Abstract 3337: Nuclear S1P binds PASB domain of HIFα to facilitate HIFα-HIF1β heterodimer formation in hypoxic TNBC cells

Abstract

Abstract Triple-negative breast cancers (TNBCs) have increased expression of hypoxia-inducible factor 1α (HIF1α) and HIF-direct genes that associated with decreased overall survival in patients. Previously we have shown that nuclear sphingosine-1-phosphate (S1P), a lipophilic pro-cancer signal mediator, a product of the catalytic reaction by sphingosine kinase 2 (SphK2), directly binds to and inhibits histone deacetylases-1 and -2 (HDAC1 and 2), thus, altered epigenetic landscape in breast cancer cells. SphK2/S1P signaling is essential for metastatic TNBC cell growth and survival. We hypothesize that SphK2/S1P epigenetically regulates HIFα functions in TNBC cells; TNBC subset with elevated SphK2 and HIF1α would be a marker for SphK2-mediated HIFα targeted therapy. METABRIC cohort gene expression analysis revealed that the mRNA expression of HIF1α mRNA and downstream angiogenesis gene, vascular endothelial growth factor B (VEGFB) are associated with overall poor survival for TNBC patients compared to non-TNBC patients. Here, we demonstrate that a subset of TNBC patient tissue samples nuclei has elevated HIF1α and SphK2 protein expressions.

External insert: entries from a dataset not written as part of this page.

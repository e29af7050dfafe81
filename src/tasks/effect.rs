//! Shader effects, flattened with their `#include`d headers

use crate::content::{FilePath, FileType};
use crate::database::CookSource;
use crate::error::{CookError, CookResult};
use crate::task::{
    atomic_write_final_output, default_out_of_date_cook, CookContext, CookPriority, CookTask,
};
use once_cell::sync::Lazy;
use regex::Regex;
use std::collections::BTreeSet;
use std::fs;

static INCLUDE_DIRECTIVE: Lazy<Regex> = Lazy::new(|| {
    Regex::new(r#"^\s*#\s*include\s+"([^"]+)"\s*$"#).expect("Invalid include pattern")
});

pub struct EffectCookTask;

/// Result of flattening an effect
#[derive(Debug, Default)]
struct Preprocessed {
    text: String,
    /// Headers in first-inclusion order
    headers: Vec<FilePath>,
}

/// Resolve an include against the including file's directory.
/// Only `.fxh` headers are followed.
fn resolve_include(including: &FilePath, include: &str) -> Option<FilePath> {
    let include = include.replace('\\', "/");
    let ext = FileType::EffectHeader.source_extension();
    let stem_len = include.len().checked_sub(ext.len())?;
    if !include.is_char_boundary(stem_len) || !include[stem_len..].eq_ignore_ascii_case(ext) {
        return None;
    }

    let mut parts: Vec<&str> = including
        .parent()
        .split('/')
        .filter(|p| !p.is_empty())
        .collect();
    for part in include[..stem_len].split('/') {
        match part {
            "" | "." => {}
            ".." => {
                parts.pop()?;
            }
            other => parts.push(other),
        }
    }
    Some(FilePath::new(parts.join("/"), FileType::EffectHeader))
}

fn preprocess(ctx: &dyn CookContext, effect: &FilePath) -> CookResult<Preprocessed> {
    let mut out = Preprocessed::default();
    let mut seen = BTreeSet::new();
    expand(ctx, effect, effect, &mut seen, &mut out)?;
    Ok(out)
}

fn expand(
    ctx: &dyn CookContext,
    effect: &FilePath,
    file: &FilePath,
    seen: &mut BTreeSet<FilePath>,
    out: &mut Preprocessed,
) -> CookResult<()> {
    let source = ctx.paths().source_path(file);
    let text = fs::read_to_string(&source)
        .map_err(|e| CookError::task(effect, format!("cannot read {}: {}", file, e)))?;

    for line in text.lines() {
        let Some(captures) = INCLUDE_DIRECTIVE.captures(line) else {
            out.text.push_str(line);
            out.text.push('\n');
            continue;
        };
        let header = resolve_include(file, &captures[1]).ok_or_else(|| {
            CookError::task(effect, format!("{}: unsupported include {}", file, &captures[1]))
        })?;
        // Each header is inlined once.
        if seen.insert(header.clone()) {
            out.headers.push(header.clone());
            expand(ctx, effect, &header, seen, out)?;
        }
    }
    Ok(())
}

impl CookTask for EffectCookTask {
    fn name(&self) -> &'static str {
        "effect"
    }

    fn priority(&self) -> i32 {
        CookPriority::EFFECT
    }

    fn can_cook(&self, path: &FilePath) -> bool {
        path.file_type() == FileType::Effect
    }

    fn cook_all_out_of_date_content(&self, ctx: &dyn CookContext) -> CookResult<()> {
        default_out_of_date_cook(self, ctx, FileType::Effect, true)
    }

    fn get_sources(&self, ctx: &dyn CookContext, path: &FilePath) -> CookResult<Vec<CookSource>> {
        let preprocessed = preprocess(ctx, path)?;
        let mut sources = vec![CookSource::file(path.clone())];
        sources.extend(preprocessed.headers.into_iter().map(CookSource::file));
        Ok(sources)
    }

    fn internal_cook(&self, ctx: &dyn CookContext, path: &FilePath) -> CookResult<()> {
        let preprocessed = preprocess(ctx, path)?;
        atomic_write_final_output(&ctx.paths().cooked_path(path), preprocessed.text.as_bytes())
    }
}

#[cfg(test)]
mod tests {
    use super::*;
    use crate::content::set_modified_time;
    use crate::task::test_support::TestContext;

    #[test]
    fn test_resolve_include() {
        let effect = FilePath::new("Fx/Lit/water", FileType::Effect);
        assert_eq!(
            resolve_include(&effect, "common.fxh"),
            Some(FilePath::new("Fx/Lit/common", FileType::EffectHeader))
        );
        assert_eq!(
            resolve_include(&effect, "../Shared/light.FXH"),
            Some(FilePath::new("Fx/Shared/light", FileType::EffectHeader))
        );
        assert_eq!(resolve_include(&effect, "common.h"), None);
        assert_eq!(resolve_include(&effect, "../../../x.fxh"), None);
    }

    fn effect_tree(ctx: &TestContext) -> FilePath {
        let effect = ctx.add_source("Fx/water", FileType::Effect);
        ctx.write_source(&effect, "#include \"common.fxh\"\nfloat4 main();\n");
        let common = FilePath::new("Fx/common", FileType::EffectHeader);
        ctx.write_source(&common, "#include \"Shared/light.fxh\"\nfloat4 tint;\n");
        let light = FilePath::new("Fx/Shared/light", FileType::EffectHeader);
        // Cycle back to common is ignored.
        ctx.write_source(&light, "#include \"../common.fxh\"\nfloat3 sun;\n");
        effect
    }

    #[test]
    fn test_transitive_headers_are_sources() {
        let ctx = TestContext::new();
        let effect = effect_tree(&ctx);

        let sources: Vec<FilePath> = EffectCookTask
            .get_sources(&ctx, &effect)
            .unwrap()
            .into_iter()
            .map(|s| s.path)
            .collect();
        assert_eq!(
            sources,
            vec![
                effect.clone(),
                FilePath::new("Fx/common", FileType::EffectHeader),
                FilePath::new("Fx/Shared/light", FileType::EffectHeader),
            ]
        );
    }

    #[test]
    fn test_header_change_makes_effect_stale() {
        let ctx = TestContext::new();
        let effect = effect_tree(&ctx);
        EffectCookTask.cook_all_out_of_date_content(&ctx).unwrap();

        let cooked = fs::read_to_string(ctx.paths().cooked_path(&effect)).unwrap();
        assert_eq!(cooked, "float3 sun;\nfloat4 tint;\nfloat4 main();\n");
        assert!(ctx.database().check_up_to_date(&effect));

        let light = FilePath::new("Fx/Shared/light", FileType::EffectHeader);
        assert_eq!(ctx.database().get_dependents(&light), vec![effect.clone()]);

        let header = ctx.paths().source_path(&light);
        set_modified_time(&header, 1_000_000_000).unwrap();
        ctx.database().on_file_change(&light);
        let freshness = ctx.database().check_up_to_date_with_details(&effect);
        assert_eq!(freshness.changed(), &[light]);
    }

    #[test]
    fn test_missing_header_is_a_task_error() {
        let ctx = TestContext::new();
        let effect = ctx.add_source("Fx/broken", FileType::Effect);
        ctx.write_source(&effect, "#include \"nope.fxh\"\n");
        let err = EffectCookTask.cook_single(&ctx, &effect).unwrap_err();
        assert!(matches!(err, CookError::Task { .. }));
    }
}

SphK2/S1P markedly enhances hypoxia-induced HIFα proximal promoter histone acetylation. SphK2/S1P is found in the nuclear protein complexes with HIFα. Moreover, S1P is docked well at the PASB domain of HIFα and facilitate HIFα-HIF1β heterodimer formation in hypoxia. SphK2/S1P markedly augmented HIF1α direct target gene HIF2α and VEGFA promoter occupancy in hypoxia. Down-regulation of SphK2 with siRNA markedly attenuated transcription of HIFα-direct target genes associated with cancer stem cells, angiogenesis, and metastasis. In agreement with an oncogenic role of SphK2, selective inhibition of SphK2 markedly reduced nuclear histone acetylation, HIF1α expression, and in vivo human TNBC tumor growth in mice. Our data strongly suggested that TNBC subset with elevated SphK2 and HIF1α would be a good candidate for SphK2 targeted therapy. Supported by Health Research, Inc. (HRI) Grant 71-4084-01 (NCH). Citation Format: Nitai C. Hait, Aparna Maiti. Nuclear S1P binds PASB domain of HIFα to facilitate HIFα-HIF1β heterodimer formation in hypoxic TNBC cells [abstract]. In: Proceedings of the American Association for Cancer Research Annual Meeting 2018; 2018 Apr 14-18; Chicago, IL. Philadelphia (PA): AACR; Cancer Res 2018;78(13 Suppl):Abstract nr 3337.